▶ _Activity_:
Within the records below, find each line that holds the string "extracted", then copy it.

Collected data entries:
--- START ---

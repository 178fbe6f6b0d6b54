use docmask_core::{MaskConfig, RuleSet};
use serde::{Deserialize, Serialize};
use std::fs;
use std::path::Path;

/// 脱敏与提取配置
#[derive(Debug, Serialize, Deserialize, Clone, PartialEq)]
#[serde(default, rename_all = "camelCase")]
pub struct DocmaskConfig {
    // ============ 脱敏规则 ============
    /// 启用的规则名称，`None` 表示全部启用，空列表表示全部停用
    pub enabled_rules: Option<Vec<String>>,

    // ============ 遮罩 ============
    /// 遮罩字符
    pub mask_char: char,
    /// 保留前缀字符数
    pub keep_prefix: usize,
    /// 保留后缀字符数
    pub keep_suffix: usize,

    // ============ 提取 ============
    /// 并发提取数，未设置时读取环境变量或按 CPU 数决定
    pub extract_workers: Option<usize>,
}

impl Default for DocmaskConfig {
    fn default() -> Self {
        Self {
            enabled_rules: None,
            mask_char: '●',
            keep_prefix: 2,
            keep_suffix: 2,
            extract_workers: None,
        }
    }
}

impl DocmaskConfig {
    pub fn mask_config(&self) -> MaskConfig {
        MaskConfig {
            mask_char: self.mask_char,
            keep_prefix: self.keep_prefix,
            keep_suffix: self.keep_suffix,
        }
    }

    /// 按 `enabled_rules` 构建规则集，含未知规则名时报错
    pub fn rule_set(&self) -> docmask_core::Result<RuleSet> {
        RuleSet::from_names(self.enabled_rules.as_deref())
    }
}

#[derive(Debug, thiserror::Error)]
pub enum ConfigError {
    #[error("io error: {0}")]
    Io(#[from] std::io::Error),
    #[error("json error: {0}")]
    Json(#[from] serde_json::Error),
}

/// 读取配置文件，文件不存在时返回默认配置
pub fn load_config(path: &Path) -> Result<DocmaskConfig, ConfigError> {
    if !path.exists() {
        return Ok(DocmaskConfig::default());
    }
    let raw = fs::read_to_string(path)?;
    Ok(serde_json::from_str(&raw)?)
}

pub fn save_config(path: &Path, config: &DocmaskConfig) -> Result<(), ConfigError> {
    if let Some(dir) = path.parent() {
        fs::create_dir_all(dir)?;
    }
    let raw = serde_json::to_string_pretty(config)?;
    fs::write(path, raw)?;
    Ok(())
}

#[cfg(test)]
mod tests {
    use super::*;
    use docmask_core::EntityType;

    #[test]
    fn test_defaults() {
        let config = DocmaskConfig::default();
        assert_eq!(config.mask_config(), MaskConfig::with_mask_char('●'));
        assert_eq!(config.rule_set().unwrap(), RuleSet::all());
    }

    #[test]
    fn test_partial_json_uses_defaults() {
        let config: DocmaskConfig =
            serde_json::from_str(r#"{"enabledRules": ["EMAIL", "PHONE"], "keepSuffix": 0}"#)
                .unwrap();
        assert_eq!(config.mask_char, '●');
        assert_eq!(config.keep_prefix, 2);
        assert_eq!(config.keep_suffix, 0);

        let rules = config.rule_set().unwrap();
        assert_eq!(rules.enabled_types(), vec![EntityType::Phone, EntityType::Email]);
    }

    #[test]
    fn test_empty_rule_list_disables_all() {
        let config = DocmaskConfig {
            enabled_rules: Some(Vec::new()),
            ..Default::default()
        };
        assert!(config.rule_set().unwrap().enabled_types().is_empty());
    }

    #[test]
    fn test_unknown_rule_is_rejected() {
        let config = DocmaskConfig {
            enabled_rules: Some(vec!["PASSPORT".to_string()]),
            ..Default::default()
        };
        assert!(config.rule_set().is_err());
    }

    #[test]
    fn test_save_and_load() {
        let dir = tempfile::tempdir().unwrap();
        let path = dir.path().join("docmask").join("config.json");

        assert_eq!(load_config(&path).unwrap(), DocmaskConfig::default());

        let config = DocmaskConfig {
            enabled_rules: Some(vec!["CASE_NUMBER".to_string()]),
            mask_char: '#',
            extract_workers: Some(2),
            ..Default::default()
        };
        save_config(&path, &config).unwrap();
        assert_eq!(load_config(&path).unwrap(), config);

        let raw = fs::read_to_string(&path).unwrap();
        assert!(raw.contains("\"maskChar\": \"#\""));
        assert!(raw.contains("\"extractWorkers\": 2"));
    }

    #[test]
    fn test_invalid_json() {
        let dir = tempfile::tempdir().unwrap();
        let path = dir.path().join("config.json");
        fs::write(&path, "{not json").unwrap();
        assert!(matches!(load_config(&path), Err(ConfigError::Json(_))));
    }
}
//! 提取 + 脱敏流水线
//!
//! 提取与脱敏是两个独立阶段，这里把常用组合封装起来：纯文本的识别/遮罩，
//! 以及“提取文档 -> 识别实体 -> 遮罩”的完整流程。

use crate::config::DocmaskConfig;
use crate::orchestrator::ExtractionOrchestrator;
use crate::shared::SharedRules;
use docmask_core::{
    mask_entities, EntityMatch, EntityType, ExtractionMetadata, ExtractionResult,
    MaskConfig, Result, RuleSet,
};
use serde::{Deserialize, Serialize};
use std::collections::BTreeMap;
use std::path::Path;

/// 文本脱敏结果
#[derive(Debug, Clone, PartialEq, Eq, Serialize, Deserialize)]
#[serde(rename_all = "camelCase")]
pub struct AnonymizedText {
    pub masked_text: String,
    pub entities: Vec<EntityMatch>,
    pub entities_applied: usize,
}

/// 识别并遮罩文本中的敏感实体
pub fn anonymize_text(text: &str, rules: &RuleSet, mask: &MaskConfig) -> AnonymizedText {
    let entities = rules.match_text(text);
    let outcome = mask_entities(text, &entities, mask);
    AnonymizedText {
        masked_text: outcome.masked_text,
        entities,
        entities_applied: outcome.entities_applied,
    }
}

/// 按规则名称识别实体，`None` 表示全部规则
pub fn quick_extract<S: AsRef<str>>(text: &str, enabled: Option<&[S]>) -> Result<Vec<EntityMatch>> {
    Ok(RuleSet::from_names(enabled)?.match_text(text))
}

/// 按规则名称识别并遮罩
pub fn quick_anonymize<S: AsRef<str>>(
    text: &str,
    enabled: Option<&[S]>,
    mask: &MaskConfig,
) -> Result<AnonymizedText> {
    Ok(anonymize_text(text, &RuleSet::from_names(enabled)?, mask))
}

/// 检查整个字符串是否是指定类型的实体
pub fn validate_entity(text: &str, entity_type: &str) -> Result<bool> {
    let entity_type: EntityType = entity_type.parse()?;
    Ok(RuleSet::all().validate(text, entity_type))
}

/// 规则说明
#[derive(Debug, Clone, PartialEq, Eq, Serialize)]
pub struct RulesInfo {
    pub supported_rules: Vec<EntityType>,
    pub enabled_rules: Vec<EntityType>,
    pub patterns: BTreeMap<EntityType, &'static str>,
}

pub fn rules_info(rules: &RuleSet) -> RulesInfo {
    RulesInfo {
        supported_rules: rules.supported_types().to_vec(),
        enabled_rules: rules.enabled_types(),
        patterns: rules.pattern_info(),
    }
}

/// 处理统计
#[derive(Debug, Clone, PartialEq, Eq, Serialize, Deserialize)]
pub struct ProcessingInfo {
    /// 原文字符数
    pub original_length: usize,
    /// 脱敏后字符数
    pub anonymized_length: usize,
    pub entities_found: usize,
    pub entity_types: Vec<EntityType>,
}

/// 单个文档的处理结果
#[derive(Debug, Clone, PartialEq, Serialize, Deserialize)]
pub struct ProcessedDocument {
    pub original_content: String,
    pub anonymized_content: String,
    pub sensitive_entities: Vec<EntityMatch>,
    pub entity_statistics: BTreeMap<EntityType, usize>,
    pub metadata: ExtractionMetadata,
    pub processing_info: ProcessingInfo,
}

impl ProcessedDocument {
    fn build(extracted: ExtractionResult, rules: &RuleSet, mask: &MaskConfig) -> Self {
        let anonymized = anonymize_text(&extracted.content, rules, mask);

        let mut statistics: BTreeMap<EntityType, usize> = BTreeMap::new();
        for entity in &anonymized.entities {
            *statistics.entry(entity.entity_type).or_default() += 1;
        }

        let processing_info = ProcessingInfo {
            original_length: extracted.content.chars().count(),
            anonymized_length: anonymized.masked_text.chars().count(),
            entities_found: anonymized.entities.len(),
            entity_types: statistics.keys().copied().collect(),
        };

        Self {
            original_content: extracted.content,
            anonymized_content: anonymized.masked_text,
            sensitive_entities: anonymized.entities,
            entity_statistics: statistics,
            metadata: extracted.metadata,
            processing_info,
        }
    }
}

/// 文档流水线：调度器 + 共享规则 + 遮罩配置
pub struct DocumentPipeline {
    orchestrator: ExtractionOrchestrator,
    rules: SharedRules,
    mask: MaskConfig,
}

impl DocumentPipeline {
    pub fn new(orchestrator: ExtractionOrchestrator, rules: RuleSet, mask: MaskConfig) -> Self {
        Self {
            orchestrator,
            rules: SharedRules::new(rules),
            mask,
        }
    }

    /// 配置中的规则名无效时报错
    pub fn from_config(config: &DocmaskConfig) -> Result<Self> {
        Ok(Self::new(
            ExtractionOrchestrator::from_config(config),
            config.rule_set()?,
            config.mask_config(),
        ))
    }

    pub fn orchestrator(&self) -> &ExtractionOrchestrator {
        &self.orchestrator
    }

    pub fn rules(&self) -> &SharedRules {
        &self.rules
    }

    pub fn mask_config(&self) -> &MaskConfig {
        &self.mask
    }

    /// 用共享规则脱敏一段文本
    pub fn anonymize(&self, text: &str) -> AnonymizedText {
        anonymize_text(text, &self.rules.snapshot(), &self.mask)
    }

    /// 提取并脱敏磁盘文件
    pub async fn process_document(
        &self,
        path: &Path,
        content_type: &str,
    ) -> Result<ProcessedDocument> {
        let extracted = self.orchestrator.extract_content(path, content_type).await?;
        Ok(self.finish(extracted))
    }

    /// 提取并脱敏内存中的文件
    pub async fn process_bytes(
        &self,
        bytes: Vec<u8>,
        content_type: &str,
    ) -> Result<ProcessedDocument> {
        let extracted = self.orchestrator.extract_bytes(bytes, content_type).await?;
        Ok(self.finish(extracted))
    }

    fn finish(&self, extracted: ExtractionResult) -> ProcessedDocument {
        let processed = ProcessedDocument::build(extracted, &self.rules.snapshot(), &self.mask);
        log::info!(
            "[Pipeline] 原文 {} 字符，发现 {} 个敏感实体",
            processed.processing_info.original_length,
            processed.processing_info.entities_found
        );
        processed
    }
}
//! 文本遮罩
//!
//! 按 `start` 从大到小（从右往左）替换实体，先替换的高位区间不会影响低位区间的偏移。
//! 偏移与长度都按字符计算，遮罩后的实体保持原字符数。

use crate::rules::{EntityMatch, EntityRecord};
use serde::{Deserialize, Serialize};

/// 遮罩配置
#[derive(Debug, Clone, Copy, PartialEq, Eq, Serialize, Deserialize)]
#[serde(default, rename_all = "camelCase")]
pub struct MaskConfig {
    /// 遮罩字符
    pub mask_char: char,
    /// 保留前缀字符数
    pub keep_prefix: usize,
    /// 保留后缀字符数
    pub keep_suffix: usize,
}

impl Default for MaskConfig {
    fn default() -> Self {
        Self {
            mask_char: '*',
            keep_prefix: 2,
            keep_suffix: 2,
        }
    }
}

impl MaskConfig {
    pub fn with_mask_char(mask_char: char) -> Self {
        Self {
            mask_char,
            ..Self::default()
        }
    }
}

/// 遮罩结果
#[derive(Debug, Clone, PartialEq, Eq, Serialize, Deserialize)]
#[serde(rename_all = "camelCase")]
pub struct MaskOutcome {
    pub masked_text: String,
    pub entities_applied: usize,
}

/// 遮罩单个值
///
/// 字符数不超过 `keep_prefix + keep_suffix` 时整体替换为遮罩字符，
/// 否则保留首尾、中间替换。
pub fn mask_value(original: &str, config: &MaskConfig) -> String {
    let chars: Vec<char> = original.chars().collect();
    let len = chars.len();
    let kept = config.keep_prefix.saturating_add(config.keep_suffix);

    if len <= kept {
        return std::iter::repeat(config.mask_char).take(len).collect();
    }

    let mut masked = String::with_capacity(original.len());
    masked.extend(&chars[..config.keep_prefix]);
    masked.extend(std::iter::repeat(config.mask_char).take(len - kept));
    masked.extend(&chars[len - config.keep_suffix..]);
    masked
}

/// 用已识别的实体遮罩文本
pub fn mask_entities(text: &str, entities: &[EntityMatch], config: &MaskConfig) -> MaskOutcome {
    let spans = entities
        .iter()
        .map(|e| (e.start, e.end, e.original.as_str()))
        .collect();
    apply(text, spans, config)
}

/// 用外部提交的实体记录遮罩文本
///
/// 缺少 `start`、`end` 或 `original` 的记录被跳过，不计入 `entities_applied`。
pub fn mask_records(text: &str, records: &[EntityRecord], config: &MaskConfig) -> MaskOutcome {
    let spans = records
        .iter()
        .filter_map(|record| match record.span() {
            Ok(span) => Some(span),
            Err(e) => {
                log::warn!("[Mask] 跳过实体记录: {}", e);
                None
            }
        })
        .collect();
    apply(text, spans, config)
}

fn apply(text: &str, mut spans: Vec<(usize, usize, &str)>, config: &MaskConfig) -> MaskOutcome {
    if spans.is_empty() {
        return MaskOutcome {
            masked_text: text.to_string(),
            entities_applied: 0,
        };
    }

    let mut chars: Vec<char> = text.chars().collect();
    let mut applied = 0;

    spans.sort_by_key(|(start, _, _)| *start);
    for (start, end, original) in spans.into_iter().rev() {
        if end > chars.len() {
            log::warn!("[Mask] 实体偏移越界: {}..{}", start, end);
            continue;
        }
        if start >= end {
            log::warn!("[Mask] 实体区间为空: {}..{}", start, end);
            continue;
        }

        chars.splice(start..end, mask_value(original, config).chars());
        applied += 1;
    }

    MaskOutcome {
        masked_text: chars.into_iter().collect(),
        entities_applied: applied,
    }
}

#[cfg(test)]
mod tests {
    use super::*;
    use crate::rules::{EntityType, RuleSet};

    fn dot_config() -> MaskConfig {
        MaskConfig::with_mask_char('●')
    }

    #[test]
    fn test_mask_value_keeps_prefix_and_suffix() {
        let masked = mask_value("13812345678", &dot_config());
        assert_eq!(masked, "13●●●●●●●78");
        assert_eq!(masked.chars().count(), 11);
    }

    #[test]
    fn test_mask_value_short_entity() {
        assert_eq!(mask_value("1234", &dot_config()), "●●●●");
        assert_eq!(mask_value("ab", &MaskConfig::default()), "**");
    }

    #[test]
    fn test_mask_value_without_suffix() {
        let config = MaskConfig {
            mask_char: '#',
            keep_prefix: 3,
            keep_suffix: 0,
        };
        assert_eq!(mask_value("abcdefg", &config), "abc####");
    }

    #[test]
    fn test_mask_value_counts_characters() {
        let config = MaskConfig {
            mask_char: '*',
            keep_prefix: 1,
            keep_suffix: 1,
        };
        assert_eq!(
            mask_value("(2023)京01民初123号", &config),
            format!("({}号", "*".repeat(13))
        );
    }

    #[test]
    fn test_mask_id_card_and_phone() {
        let text = "身份证：110101199003078765，电话13812345678";
        let entities = RuleSet::all().match_text(text);
        let outcome = mask_entities(text, &entities, &dot_config());

        assert_eq!(outcome.entities_applied, 2);
        assert_eq!(
            outcome.masked_text,
            format!("身份证：11{}65，电话13{}78", "●".repeat(14), "●".repeat(7))
        );
        assert_eq!(outcome.masked_text.chars().count(), text.chars().count());
    }

    #[test]
    fn test_no_rules_leaves_text_unchanged() {
        let text = "abc@x.com 13812345678";
        let entities = RuleSet::none().match_text(text);
        let outcome = mask_entities(text, &entities, &dot_config());
        assert_eq!(outcome.masked_text, text);
        assert_eq!(outcome.entities_applied, 0);
    }

    #[test]
    fn test_empty_entities_for_any_config() {
        let text = "(2023)京01民初123号";
        for config in [MaskConfig::default(), dot_config(), MaskConfig {
            mask_char: 'x',
            keep_prefix: 0,
            keep_suffix: 9,
        }] {
            let outcome = mask_entities(text, &[], &config);
            assert_eq!(outcome.masked_text, text);
            assert_eq!(outcome.entities_applied, 0);
        }
    }

    #[test]
    fn test_records_missing_fields_are_skipped() {
        let text = "电话13812345678，邮箱abc@x.com";
        let entities = RuleSet::all().match_text(text);
        assert_eq!(entities.len(), 2);

        let mut records: Vec<EntityRecord> = entities.iter().map(EntityRecord::from).collect();
        records[1].end = None;
        records.push(EntityRecord {
            start: Some(0),
            original: Some("电话".to_string()),
            ..Default::default()
        });

        let outcome = mask_records(text, &records, &dot_config());
        assert_eq!(outcome.entities_applied, 1);
        assert_eq!(outcome.masked_text, "电话13●●●●●●●78，邮箱abc@x.com");
    }

    #[test]
    fn test_out_of_range_entities_do_not_panic() {
        let text = "电话13812345678";
        let entities = vec![
            EntityMatch {
                start: 4,
                end: 2,
                entity_type: EntityType::Phone,
                original: "话".to_string(),
            },
            EntityMatch {
                start: 2,
                end: 99,
                entity_type: EntityType::Phone,
                original: "13812345678".to_string(),
            },
        ];
        let outcome = mask_entities(text, &entities, &dot_config());
        assert_eq!(outcome.entities_applied, 0);
        assert_eq!(outcome.masked_text, text);
    }

    #[test]
    fn test_overlapping_entities_keep_length() {
        let text = "110105491231002";
        let entities = RuleSet::all().match_text(text);
        assert!(entities.len() >= 2);

        let outcome = mask_entities(text, &entities, &dot_config());
        assert_eq!(outcome.entities_applied, entities.len());
        assert_eq!(outcome.masked_text, format!("11{}02", "●".repeat(11)));
    }

    #[test]
    fn test_records_use_character_offsets() {
        let text = "身份证：110101199003078765";
        let records: Vec<EntityRecord> = serde_json::from_str(
            r#"[{"start": 4, "end": 22, "type": "IDCARD", "original": "110101199003078765"}]"#,
        )
        .unwrap();

        let outcome = mask_records(text, &records, &dot_config());
        assert_eq!(outcome.entities_applied, 1);
        assert_eq!(outcome.masked_text, format!("身份证：11{}65", "●".repeat(14)));
    }

    #[test]
    fn test_outcome_json_shape() {
        let outcome = mask_entities("abc", &[], &MaskConfig::default());
        let json = serde_json::to_value(&outcome).unwrap();
        assert_eq!(json["maskedText"], "abc");
        assert_eq!(json["entitiesApplied"], 0);
    }

    mod properties {
        use super::*;
        use proptest::prelude::*;

        fn legal_text() -> impl Strategy<Value = String> {
            proptest::collection::vec(
                prop_oneof![
                    "[0-9]{1,19}",
                    "[a-z]{1,6}@[a-z]{1,4}\\.com",
                    r"[\u{4e00}-\u{9fa5}，]{1,4}",
                    " ",
                ],
                0..30,
            )
            .prop_map(|parts| parts.concat())
        }

        fn mask_config() -> impl Strategy<Value = MaskConfig> {
            (prop_oneof![Just('*'), Just('●'), Just('#')], 0usize..4, 0usize..4).prop_map(
                |(mask_char, keep_prefix, keep_suffix)| MaskConfig {
                    mask_char,
                    keep_prefix,
                    keep_suffix,
                },
            )
        }

        proptest! {
            #[test]
            fn test_masking_keeps_character_count(text in legal_text(), config in mask_config()) {
                let entities = RuleSet::all().match_text(&text);
                // 不同类型可能重叠，只取互不重叠的一组
                let mut disjoint: Vec<EntityMatch> = Vec::new();
                for entity in entities {
                    if disjoint.last().map_or(true, |last| last.end <= entity.start) {
                        disjoint.push(entity);
                    }
                }

                let outcome = mask_entities(&text, &disjoint, &config);
                prop_assert_eq!(outcome.entities_applied, disjoint.len());
                prop_assert_eq!(outcome.masked_text.chars().count(), text.chars().count());
            }

            #[test]
            fn test_no_rules_returns_text(text in legal_text(), config in mask_config()) {
                let entities = RuleSet::none().match_text(&text);
                let outcome = mask_entities(&text, &entities, &config);
                prop_assert_eq!(outcome.masked_text, text);
                prop_assert_eq!(outcome.entities_applied, 0);
            }

            #[test]
            fn test_mask_value_length(value in "[0-9a-z\\u{4e00}-\\u{9fa5}]{1,24}", config in mask_config()) {
                let len = value.chars().count();
                let masked = mask_value(&value, &config);
                prop_assert_eq!(masked.chars().count(), len);
                if len > config.keep_prefix + config.keep_suffix {
                    let prefix: String = value.chars().take(config.keep_prefix).collect();
                    prop_assert!(masked.starts_with(&prefix));
                }
            }
        }
    }
}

--- END ---

▶ _Response area_:
    fn build(extracted: ExtractionResult, rules: &RuleSet, mask: &MaskConfig) -> Self {
        let anonymized = anonymize_text(&extracted.content, rules, mask);
            original_length: extracted.content.chars().count(),
            original_content: extracted.content,
            metadata: extracted.metadata,
        let extracted = self.orchestrator.extract_content(path, content_type).await?;
        Ok(self.finish(extracted))
        let extracted = self.orchestrator.extract_bytes(bytes, content_type).await?;
        Ok(self.finish(extracted))
    fn finish(&self, extracted: ExtractionResult) -> ProcessedDocument {
        let processed = ProcessedDocument::build(extracted, &self.rules.snapshot(), &self.mask);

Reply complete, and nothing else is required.